Este sistema económico está en crisis y, por ende, nosotros
estamos en crisis. Los empleos se pierden, los salarios bajan -si bien no los
de todos-, y la pobreza y miseria se extienden por las ciudades. Desde el punto
de vista técnico sobran empresas y sobran trabajadores, de modo que tenemos
empresas sin producir y trabajadores sin trabajar. Son las manifestaciones
propias de una crisis capitalista. La crisis irracional de un sistema
irracional, como diría David Harvey.
Si aceptamos, por fin, que vivimos en un sistema económico
capitalista no tenemos más remedio que asumir que operamos bajo sus leyes y su
lógica. Y eso significa que el motor de la economía es la ganancia y, más
concretamente, un indicador conocido como tasa de ganancia. Dicho indicador
mide la rentabilidad de cualquier operación económica, de modo que es utilizado
con frecuencia por las empresas a la hora de tomar decisiones de inversión. A
nadie le gusta invertir mil euros y ganar ochocientos. Pero ese indicador
también refleja las oportunidades que tiene el capitalismo de seguir creciendo,
de seguir extendiéndose ad nauseam.
La crisis actual revela que el capitalismo enfrenta una
crisis de rentabilidad [1], lo que se manifiesta en las formas ya comentadas.
Las empresas no quieren invertir porque no ven oportunidades de negocio (la
tasa de ganancia es insuficiente) y por lo tanto no contratan trabajadores. Al
no contratar trabajadores el problema empeora y la crisis se agudiza.

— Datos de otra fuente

use std::sync::Arc;

use axum::{extract::rejection::JsonRejection, Extension, Json};
use serde::{Deserialize, Serialize};

use super::ErrorDetails;
use crate::directory::{Directory, DirectoryIdentity};
use crate::error::{auth as AuthError, Error};
use crate::response::{negotiated, ApiHeader, ApiResponse, Negotiated, SingleLine};

#[derive(Deserialize)]
pub(super) struct ValidateRequest {
    username: Option<String>,
    password: Option<String>,
}

impl ValidateRequest {
    fn credentials(self) -> Option<(String, String)> {
        Some((
            self.username.filter(|u| !u.is_empty())?,
            self.password.filter(|p| !p.is_empty())?,
        ))
    }
}

#[derive(Serialize)]
pub(super) struct Validated {
    status: &'static str,
    user: String,
    result: DirectoryIdentity,
}

impl ApiHeader for Validated {}

impl SingleLine for Validated {
    fn single_lined(&self) -> String {
        self.result.dn.clone()
    }
}

pub(super) async fn handler(
    Extension(directory): Extension<Arc<dyn Directory>>,
    Extension(details): Extension<ErrorDetails>,
    negotiation: Option<Negotiated>,
    req: Result<Json<ValidateRequest>, JsonRejection>,
) -> Result<ApiResponse<Validated>, ApiResponse<Error>> {
    let response_type = negotiated(negotiation);
    let (username, password) = req
        .ok()
        .and_then(|Json(req)| req.credentials())
        .ok_or(ApiResponse(response_type, AuthError::ValidationRequired))?;

    let identity = directory
        .verify_credentials(&username, &password)
        .await
        .map_err(|err| ApiResponse(response_type, err.public(details.exposed)))?;

    Ok(response_type.to_api_response(Validated {
        status: "valid",
        user: username,
        result: identity,
    }))
}
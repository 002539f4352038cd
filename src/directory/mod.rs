use std::collections::HashMap;

use async_trait::async_trait;
use serde::{Serialize, Serializer};

use crate::error::Error;

pub use ldap::{LdapDirectory, LdapSettings};

mod ldap;
#[cfg(test)]
pub mod memory;

/// A user entry whose password was just verified by the directory.
#[derive(Clone, Debug, PartialEq, Serialize)]
pub struct DirectoryIdentity {
    pub dn: String,
    pub username: String,
    pub display_name: String,
    pub mail: Option<String>,
    #[serde(rename = "attributes", serialize_with = "lossy_attributes")]
    pub raw_attributes: HashMap<String, Vec<Vec<u8>>>,
}

fn lossy_attributes<S>(attributes: &HashMap<String, Vec<Vec<u8>>>, serializer: S) -> Result<S::Ok, S::Error>
where
    S: Serializer,
{
    serializer.collect_map(attributes.iter().map(|(name, values)| {
        (
            name,
            values
                .iter()
                .map(|value| String::from_utf8_lossy(value))
                .collect::<Vec<_>>(),
        )
    }))
}

impl DirectoryIdentity {
    pub fn new(dn: String, username: String, raw_attributes: HashMap<String, Vec<Vec<u8>>>) -> Self {
        let first_text = |name: &str| {
            raw_attributes
                .get(name)
                .and_then(|values| values.first())
                .map(|value| String::from_utf8_lossy(value).into_owned())
                .filter(|value| !value.is_empty())
        };
        let display_name = first_text("cn").unwrap_or_else(|| username.clone());
        let mail = first_text("mail");

        Self {
            dn,
            username,
            display_name,
            mail,
            raw_attributes,
        }
    }
}

#[async_trait]
pub trait Directory: Send + Sync {
    async fn verify_credentials(&self, username: &str, password: &str) -> Result<DirectoryIdentity, Error>;

    /// Binds with the service account only, no user lookup.
    async fn check_reachability(&self) -> Result<(), Error>;

    fn address(&self) -> &str;

    fn user_base(&self) -> &str;
}

#[cfg(test)]
mod tests {
    use std::collections::HashMap;

    use super::DirectoryIdentity;

    #[test]
    fn display_name_fallback() {
        let identity = DirectoryIdentity::new(
            "uid=alice,ou=users,dc=example,dc=com".to_owned(),
            "alice".to_owned(),
            HashMap::new(),
        );
        assert_eq!(identity.display_name, "alice");
        assert_eq!(identity.mail, None);

        let identity = DirectoryIdentity::new(
            "uid=bob,ou=users,dc=example,dc=com".to_owned(),
            "bob".to_owned(),
            HashMap::from([
                ("cn".to_owned(), vec!["Bob Marley".as_bytes().to_vec(), b"Robert".to_vec()]),
                ("mail".to_owned(), vec![b"bob@example.com".to_vec()]),
            ]),
        );
        assert_eq!(identity.display_name, "Bob Marley");
        assert_eq!(identity.mail.as_deref(), Some("bob@example.com"));
    }

    #[test]
    fn non_ascii_display_name() {
        let identity = DirectoryIdentity::new(
            "cn=홍길동,ou=users,dc=example,dc=com".to_owned(),
            "gildong".to_owned(),
            HashMap::from([("cn".to_owned(), vec!["홍길동".as_bytes().to_vec()])]),
        );
        assert_eq!(identity.display_name, "홍길동");
    }
}
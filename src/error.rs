use hyper::StatusCode;
use serde::ser::SerializeStruct;
use serde::{Serialize, Serializer};
use thiserror::Error;

use crate::response::{ApiHeader, SingleLine};

#[derive(Error, Debug, Clone, PartialEq, Eq)]
pub enum Error {
    #[error("user not found")]
    NotFound,
    #[error("invalid credentials")]
    InvalidCredential,
    #[error("directory unavailable: {0}")]
    DirectoryUnavailable(String),
    #[error("invalid authorization format")]
    MalformedRequest,
    #[error("username and password required")]
    ValidationRequired,
    #[error("session expired")]
    TokenExpired,
    #[error("invalid session")]
    TokenInvalid,
    #[error("authentication required")]
    AuthenticationRequired,
    #[error("authentication failed")]
    AuthenticationFailed,
    #[error("cannot create session token")]
    TokenCreation,
    #[error("identity cannot be forwarded in headers")]
    IdentityHeader,
}

impl Error {
    pub fn status_code(&self) -> StatusCode {
        use Error::*;
        match self {
            NotFound => StatusCode::UNAUTHORIZED,
            InvalidCredential => StatusCode::UNAUTHORIZED,
            DirectoryUnavailable(_) => StatusCode::UNAUTHORIZED,
            MalformedRequest => StatusCode::UNAUTHORIZED,
            ValidationRequired => StatusCode::BAD_REQUEST,
            TokenExpired => StatusCode::UNAUTHORIZED,
            TokenInvalid => StatusCode::UNAUTHORIZED,
            AuthenticationRequired => StatusCode::UNAUTHORIZED,
            AuthenticationFailed => StatusCode::UNAUTHORIZED,
            TokenCreation => StatusCode::INTERNAL_SERVER_ERROR,
            IdentityHeader => StatusCode::INTERNAL_SERVER_ERROR,
        }
    }

    /// Machine readable failure kind, stable across releases.
    pub fn reason(&self) -> &'static str {
        use Error::*;
        match self {
            NotFound => "NotFound",
            InvalidCredential => "InvalidCredential",
            DirectoryUnavailable(_) => "DirectoryUnavailable",
            MalformedRequest => "MalformedRequest",
            ValidationRequired => "ValidationRequired",
            TokenExpired => "Expired",
            TokenInvalid => "Invalid",
            AuthenticationRequired => "AuthenticationRequired",
            AuthenticationFailed => "AuthenticationFailed",
            TokenCreation => "TokenCreation",
            IdentityHeader => "IdentityHeader",
        }
    }

    pub fn is_directory_failure(&self) -> bool {
        matches!(
            self,
            Error::NotFound | Error::InvalidCredential | Error::DirectoryUnavailable(_)
        )
    }

    // Directory outcomes reveal whether a user exists and how the directory is reached.
    pub fn public(self, expose_details: bool) -> Self {
        if !expose_details && self.is_directory_failure() {
            Error::AuthenticationFailed
        } else {
            self
        }
    }
}

impl Serialize for Error {
    fn serialize<S>(&self, serializer: S) -> Result<S::Ok, S::Error>
    where
        S: Serializer,
    {
        let mut state = serializer.serialize_struct("Error", 2)?;
        state.serialize_field("error", &self.to_string())?;
        state.serialize_field("reason", self.reason())?;
        state.end()
    }
}

impl SingleLine for Error {
    fn single_lined(&self) -> String {
        self.to_string()
    }
}

impl ApiHeader for Error {
    fn status_code(&self) -> StatusCode {
        self.status_code()
    }

    fn success(&self) -> bool {
        false
    }
}

pub mod directory {
    pub use super::Error::{DirectoryUnavailable, InvalidCredential, NotFound};
}

pub mod session {
    pub use super::Error::{TokenCreation, TokenExpired, TokenInvalid};
}

pub mod auth {
    pub use super::Error::{AuthenticationRequired, IdentityHeader, MalformedRequest, ValidationRequired};
}
use std::sync::Arc;

use axum::Extension;
use hyper::{
    header::{self, HeaderValue},
    HeaderMap, StatusCode,
};
use percent_encoding::{utf8_percent_encode, AsciiSet, NON_ALPHANUMERIC};
use serde::{Serialize, Serializer};

use super::{AuthDecision, AuthDecisionStrategy, ErrorDetails};
use crate::directory::DirectoryIdentity;
use crate::error::{auth as AuthError, Error};
use crate::response::{negotiated, ApiHeader, ApiResponse, Negotiated, SingleLine};

// Everything but RFC 3986 unreserved characters, so DNs with non-ASCII text survive header transport.
const DN_ENCODE_SET: &AsciiSet = &NON_ALPHANUMERIC.remove(b'-').remove(b'_').remove(b'.').remove(b'~');

const X_AUTH_USER: &str = "x-auth-user";
const X_AUTH_STATUS: &str = "x-auth-status";
const X_AUTH_DN: &str = "x-auth-dn";

pub fn encode_dn(dn: &str) -> String {
    utf8_percent_encode(dn, DN_ENCODE_SET).to_string()
}

#[derive(Serialize)]
pub struct Authenticated {
    status: &'static str,
    user: String,
    #[serde(skip)]
    headers: HeaderMap,
}

impl Authenticated {
    // No identity header may be missing from a success.
    fn new(identity: DirectoryIdentity) -> Result<Self, Error> {
        let mut headers = HeaderMap::new();
        // Usernames are not restricted to ASCII, raw UTF-8 is still a valid header value.
        let user = HeaderValue::from_bytes(identity.username.as_bytes()).map_err(|_| {
            log::error!("Cannot forward username {:?} in a header", identity.username);
            AuthError::IdentityHeader
        })?;
        let dn = HeaderValue::from_str(&encode_dn(&identity.dn)).map_err(|_| AuthError::IdentityHeader)?;
        headers.insert(X_AUTH_USER, user);
        headers.insert(X_AUTH_STATUS, HeaderValue::from_static("OK"));
        headers.insert(X_AUTH_DN, dn);

        Ok(Self {
            status: "authenticated",
            user: identity.username,
            headers,
        })
    }
}

impl ApiHeader for Authenticated {
    fn additional_headers(&self) -> HeaderMap {
        self.headers.clone()
    }
}

impl SingleLine for Authenticated {
    fn single_lined(&self) -> String {
        self.user.clone()
    }
}

pub struct Denied {
    error: Error,
    challenge: Option<HeaderValue>,
}

impl ApiHeader for Denied {
    fn status_code(&self) -> StatusCode {
        self.error.status_code()
    }

    fn additional_headers(&self) -> HeaderMap {
        let mut headers = HeaderMap::new();
        if let Some(challenge) = &self.challenge {
            if self.status_code() == StatusCode::UNAUTHORIZED {
                headers.insert(header::WWW_AUTHENTICATE, challenge.clone());
            }
        }
        headers
    }

    fn success(&self) -> bool {
        false
    }
}

impl Serialize for Denied {
    fn serialize<S>(&self, serializer: S) -> Result<S::Ok, S::Error>
    where
        S: Serializer,
    {
        self.error.serialize(serializer)
    }
}

impl SingleLine for Denied {
    fn single_lined(&self) -> String {
        self.error.single_lined()
    }
}

pub(super) async fn handler(
    Extension(strategy): Extension<Arc<dyn AuthDecisionStrategy>>,
    Extension(details): Extension<ErrorDetails>,
    negotiation: Option<Negotiated>,
    headers: HeaderMap,
) -> Result<ApiResponse<Authenticated>, ApiResponse<Denied>> {
    let response_type = negotiated(negotiation);
    let decision = match strategy.decide(&headers).await {
        AuthDecision::Allow(identity) => Authenticated::new(identity),
        AuthDecision::Deny(error) => Err(error),
    };
    decision
        .map(|authenticated| response_type.to_api_response(authenticated))
        .map_err(|error| {
            response_type.to_api_response(Denied {
                error: error.public(details.exposed),
                challenge: strategy.challenge(),
            })
        })
}
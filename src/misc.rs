use std::time::{Duration, SystemTime, UNIX_EPOCH};

#[macro_export]
macro_rules! exit_error {
    ($($arg:tt)+) => {
        {
            log::error!($($arg)+);
            std::process::exit(1)
        }
    }
}

pub fn unix_now() -> u64 {
    SystemTime::now()
        .duration_since(UNIX_EPOCH)
        .map(|d| d.as_secs())
        .unwrap_or(0)
}

// Human readable lifetime shown on the login page and info endpoints, e.g. "2 hours and 30 mins".
pub fn format_lifetime(lifetime: Duration) -> String {
    const UNITS: [(u64, &str); 4] = [(24 * 60 * 60, "day"), (60 * 60, "hour"), (60, "min"), (1, "sec")];

    let mut secs = lifetime.as_secs();
    if secs == 0 {
        return String::from("0 secs");
    }

    let parts = UNITS
        .iter()
        .filter_map(|&(unit, word)| {
            let n = secs / unit;
            secs %= unit;
            (n > 0).then(|| if n >= 2 { format!("{} {}s", n, word) } else { format!("{} {}", n, word) })
        })
        .take(2)
        .collect::<Vec<_>>();

    match parts.as_slice() {
        [single] => single.clone(),
        [first, second] => format!("{} and {}", first, second),
        _ => unreachable!(),
    }
}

La solución, dentro del sistema, es sencilla: hay que
encontrar nuevos espacios de rentabilidad. Y hay dos formas generales de
conseguirlo.
La primera es incrementar la capacidad de demanda de los
trabajadores, de modo que sean suficientemente ricos para que a las empresas
les interese invertir (la tasa de ganancia sea suficiente). En el actual marco
regulatorio, con una globalización económica y financiera neoliberal que
conlleva un incremento de la competencia frente a países de bajos salarios,
parece una opción imposible. Además, enfrentaría otros problemas añadidos y de
notable importancia, destacándose la cuestión de la insostenibilidad del modelo
de producción y consumo en términos ecológicos.

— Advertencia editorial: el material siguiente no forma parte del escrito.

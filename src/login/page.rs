use std::time::Duration;

use axum::response::Html;
use percent_encoding::{utf8_percent_encode, NON_ALPHANUMERIC};

use crate::misc::format_lifetime;

pub enum Banner<'a> {
    None,
    Error(&'a str),
    Info(&'a str),
}

pub struct LoginPage {
    template: String,
}

impl LoginPage {
    pub fn new(theme: &str, lifetime: Duration) -> Self {
        Self {
            template: include_str!("login.html")
                .replace("TEMPLATE_COLOR", &escape(theme))
                .replace("TEMPLATE_LIFETIME", &format_lifetime(lifetime)),
        }
    }

    pub fn render(&self, banner: Banner, username: &str, redirect: Option<&str>) -> Html<String> {
        let banner = match banner {
            Banner::None => String::new(),
            Banner::Error(message) => format!(r#"<div class="banner error">{}</div>"#, escape(message)),
            Banner::Info(message) => format!(r#"<div class="banner info">{}</div>"#, escape(message)),
        };
        let action = match redirect {
            Some(redirect) => format!(
                "/login?redirect={}",
                utf8_percent_encode(redirect, NON_ALPHANUMERIC)
            ),
            None => "/login".to_owned(),
        };

        Html(
            self.template
                .replace("TEMPLATE_BANNER", &banner)
                .replace("TEMPLATE_ACTION", &escape(&action))
                .replace("TEMPLATE_USERNAME", &escape(username)),
        )
    }
}

fn escape(s: &str) -> String {
    let mut escaped = String::with_capacity(s.len());
    for c in s.chars() {
        match c {
            '&' => escaped.push_str("&amp;"),
            '<' => escaped.push_str("&lt;"),
            '>' => escaped.push_str("&gt;"),
            '"' => escaped.push_str("&quot;"),
            '\'' => escaped.push_str("&#x27;"),
            c => escaped.push(c),
        }
    }
    escaped
}
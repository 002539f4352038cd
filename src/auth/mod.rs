use std::sync::Arc;

use axum::{
    routing::{get, post},
    Extension, Router,
};
use clap::ValueEnum;
use serde::Serialize;

use crate::directory::Directory;
use crate::response::negotiator;

pub use credential::Credential;
pub use strategy::{AuthDecision, AuthDecisionStrategy, BasicAuth, CookieSession};

mod credential;
mod decision;
mod strategy;
mod validate;

#[derive(Copy, Clone, PartialEq, Eq, Debug, ValueEnum, Serialize)]
#[serde(rename_all = "lowercase")]
pub enum AuthMode {
    /// Signed session cookie issued by /login.
    Cookie,
    /// Authorization header checked against the directory on every request.
    Basic,
}

impl AuthMode {
    pub fn as_str(&self) -> &'static str {
        match self {
            AuthMode::Cookie => "cookie",
            AuthMode::Basic => "basic",
        }
    }
}

/// Whether /auth and /validate tell machine clients why the directory refused them.
#[derive(Copy, Clone, Debug, Default)]
pub struct ErrorDetails {
    pub exposed: bool,
}

pub fn router(
    strategy: Arc<dyn AuthDecisionStrategy>,
    directory: Arc<dyn Directory>,
    details: ErrorDetails,
) -> Router {
    Router::new()
        .route("/auth", get(decision::handler).post(decision::handler))
        .route("/validate", post(validate::handler))
        .route_layer(Extension(strategy))
        .route_layer(Extension(directory))
        .route_layer(Extension(details))
        .route_layer(Extension(negotiator()))
}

La segunda es, dentro del marco regulatorio actual,
encontrar nuevos espacios de rentabilidad a partir de la destrucción de la
esfera de lo público. Acumulación por desposesión o privatización, formas
distintas de llamar a lo mismo. Ello significa que los colegios, institutos y hospitales
públicos pasan a la esfera privada y se convierten en negocios. El capital
privado, detenido por la crisis, encuentra una vía de recuperación a partir del
troceo y reparto del Estado de Bienestar. Pero es otra vía muerta, puesto que
además del drama social hay que enfrentar un proceso de estancamiento
permanente como consecuencia de la insuficiente demanda (¿a quién vender?).
La segunda opción descrita es la vía que ha tomado la
derecha económica, sabedora de que representa a los principales beneficiarios
de ese proceso. La vieja socialdemocracia, por el contrario, se mantiene a la
ingenua espera de que cambie el marco regulatorio y se permita aspirar a una
salida humana dentro del sistema capitalista.

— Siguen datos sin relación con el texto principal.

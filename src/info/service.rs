use std::sync::Arc;

use axum::Extension;
use itertools::Itertools;
use serde::Serialize;

use super::ServiceInfo;
use crate::auth::AuthMode;
use crate::misc::format_lifetime;
use crate::response::{negotiated, ApiHeader, ApiResponse, Negotiated, SingleLine};

#[derive(Serialize)]
pub(super) struct Endpoint {
    path: &'static str,
    description: &'static str,
}

#[derive(Serialize)]
pub(super) struct Metadata {
    service: &'static str,
    version: &'static str,
    mode: AuthMode,
    endpoints: Vec<Endpoint>,
    directory: String,
    user_base: String,
    session_lifetime: String,
    session_lifetime_secs: u64,
}

impl ApiHeader for Metadata {}

impl SingleLine for Metadata {
    fn single_lined(&self) -> String {
        format!(
            "{} {} ({}): {}",
            self.service,
            self.version,
            self.mode.as_str(),
            self.endpoints.iter().map(|e| e.path).join(" ")
        )
    }
}

fn endpoints(mode: AuthMode) -> Vec<Endpoint> {
    let mut endpoints = vec![Endpoint {
        path: "/auth",
        description: match mode {
            AuthMode::Cookie => "reverse proxy auth_request check, session cookie",
            AuthMode::Basic => "reverse proxy auth_request check, basic authorization",
        },
    }];
    if mode == AuthMode::Cookie {
        endpoints.push(Endpoint {
            path: "/login",
            description: "web login page",
        });
        endpoints.push(Endpoint {
            path: "/logout",
            description: "logout and clear session",
        });
    }
    endpoints.push(Endpoint {
        path: "/validate",
        description: "direct credential validation",
    });
    endpoints.push(Endpoint {
        path: "/health",
        description: "directory reachability",
    });
    endpoints
}

pub(super) async fn handler(
    Extension(info): Extension<Arc<ServiceInfo>>,
    negotiation: Option<Negotiated>,
) -> ApiResponse<Metadata> {
    let response_type = negotiated(negotiation);
    response_type.to_api_response(Metadata {
        service: env!("CARGO_PKG_NAME"),
        version: env!("CARGO_PKG_VERSION"),
        mode: info.mode,
        endpoints: endpoints(info.mode),
        directory: info.directory.address().to_owned(),
        user_base: info.directory.user_base().to_owned(),
        session_lifetime: format_lifetime(info.session_lifetime),
        session_lifetime_secs: info.session_lifetime.as_secs(),
    })
}
use std::fmt;

use axum::headers::{authorization::Basic, Authorization, HeaderMapExt};
use hyper::HeaderMap;

use crate::error::{auth as AuthError, Error};

pub struct Credential {
    pub username: String,
    pub password: String,
}

impl Credential {
    pub fn new(username: &str, password: &str) -> Result<Self, Error> {
        if username.is_empty() || password.is_empty() {
            return Err(AuthError::MalformedRequest);
        }

        Ok(Self {
            username: username.to_owned(),
            password: password.to_owned(),
        })
    }

    /// `Ok(None)` when no Authorization header is present, `MalformedRequest` when it can't be decoded.
    pub fn from_headers(headers: &HeaderMap) -> Result<Option<Self>, Error> {
        match headers.typed_try_get::<Authorization<Basic>>() {
            Ok(Some(Authorization(basic))) => Self::new(basic.username(), basic.password()).map(Some),
            Ok(None) => Ok(None),
            Err(_) => Err(AuthError::MalformedRequest),
        }
    }
}

impl fmt::Debug for Credential {
    fn fmt(&self, f: &mut fmt::Formatter<'_>) -> fmt::Result {
        f.debug_struct("Credential")
            .field("username", &self.username)
            .field("password", &"<redacted>")
            .finish()
    }
}
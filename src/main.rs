use std::{net::SocketAddr, sync::Arc};

use axum::{
    extract::ConnectInfo,
    middleware::{self, Next},
    response::IntoResponse,
    Router, Server,
};
use clap::Parser;
use hyper::Request;

use crate::{
    auth::{AuthDecisionStrategy, AuthMode, BasicAuth, CookieSession, ErrorDetails},
    directory::{Directory, LdapDirectory},
    info::ServiceInfo,
    login::{LoginFlow, LoginPage},
    options::Options,
    session::SessionCookie,
};

mod auth;
mod directory;
mod error;
mod info;
mod login;
mod misc;
mod options;
mod response;
mod session;

async fn log_request<B>(req: Request<B>, next: Next<B>) -> impl IntoResponse {
    match req.extensions().get::<ConnectInfo<SocketAddr>>() {
        Some(ConnectInfo(addr)) => log::info!("{} {} {}", addr, req.method(), req.uri().path()),
        None => log::info!("{} {}", req.method(), req.uri().path()),
    }
    next.run(req).await
}

fn app(options: &Options) -> Router {
    let directory: Arc<dyn Directory> = Arc::new(LdapDirectory::new(options.ldap_settings()));
    let details = ErrorDetails {
        exposed: options.expose_error_details,
    };

    let (strategy, login): (Arc<dyn AuthDecisionStrategy>, Option<Router>) = match options.auth_mode {
        AuthMode::Cookie => {
            let tokens = Arc::new(
                options
                    .session_tokens()
                    .unwrap_or_else(|e| exit_error!("Invalid session configuration: {}", e)),
            );
            let cookie = SessionCookie::new(options.cookie_name.clone());
            let flow = LoginFlow::new(
                Arc::clone(&directory),
                Arc::clone(&tokens),
                cookie.clone(),
                LoginPage::new(&options.theme, options.session_lifetime),
                options.default_redirect.clone(),
            );
            (
                Arc::new(CookieSession::new(tokens, cookie)),
                Some(login::router(Arc::new(flow))),
            )
        }
        AuthMode::Basic => (
            Arc::new(BasicAuth::new(Arc::clone(&directory), options.realm.clone())),
            None,
        ),
    };

    let info = Arc::new(ServiceInfo {
        directory: Arc::clone(&directory),
        mode: strategy.mode(),
        session_lifetime: options.session_lifetime,
    });

    let mut app = Router::new()
        .merge(auth::router(strategy, directory, details))
        .merge(info::router(info));
    if let Some(login) = login {
        app = app.merge(login);
    }
    app.layer(middleware::from_fn(log_request))
}

#[tokio::main]
async fn main() {
    let options = Options::parse();
    env_logger::Builder::new()
        .filter_level(options.log_level())
        .init();

    if options.expose_error_details {
        log::warn!("Directory failure details are returned to /auth and /validate callers");
    }
    let app = app(&options);

    let address = SocketAddr::new(options.address, options.port);
    log::info!(
        "App is running on: {} (mode: {}, directory: {}, users: {})",
        address,
        options.auth_mode.as_str(),
        options.ldap_server,
        options.user_base()
    );
    Server::bind(&address)
        .serve(app.into_make_service_with_connect_info::<SocketAddr>())
        .await
        .unwrap_or_else(|e| exit_error!("Server stopped: {}", e))
}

Descartando ambas opciones encontramos una alternativa, esta
vez fuera del sistema. El reconocimiento de los límites ecológicos y de la
naturaleza depredadora del capitalismo, que visualizamos actualmente con mayor
intensidad, permite albergar la esperanza de una gestión económica diferente.
Una gestión donde es imprescindible el control público y democrático de las
grandes empresas y del conjunto del sistema financiero, anulando de esa forma
el criterio de la rentabilidad, y un modelo de producción y consumo donde el
empleo de recursos sea coherente con los recursos que podemos obtener de la
naturaleza. En términos ecológicos no se trata de una opción, sino de una
imposición externa. En términos sociales, y si queremos evitar la degradación
social de la ciudadanía, también.
Por eso es lógico y sensato declararse anticapitalista.
Precisamente porque se ha comprendido, y desde luego no se niega su existencia,
al capitalismo.
Nota
(1) Sin que esto signifique que necesariamente la caída de
la rentabilidad precede a la crisis.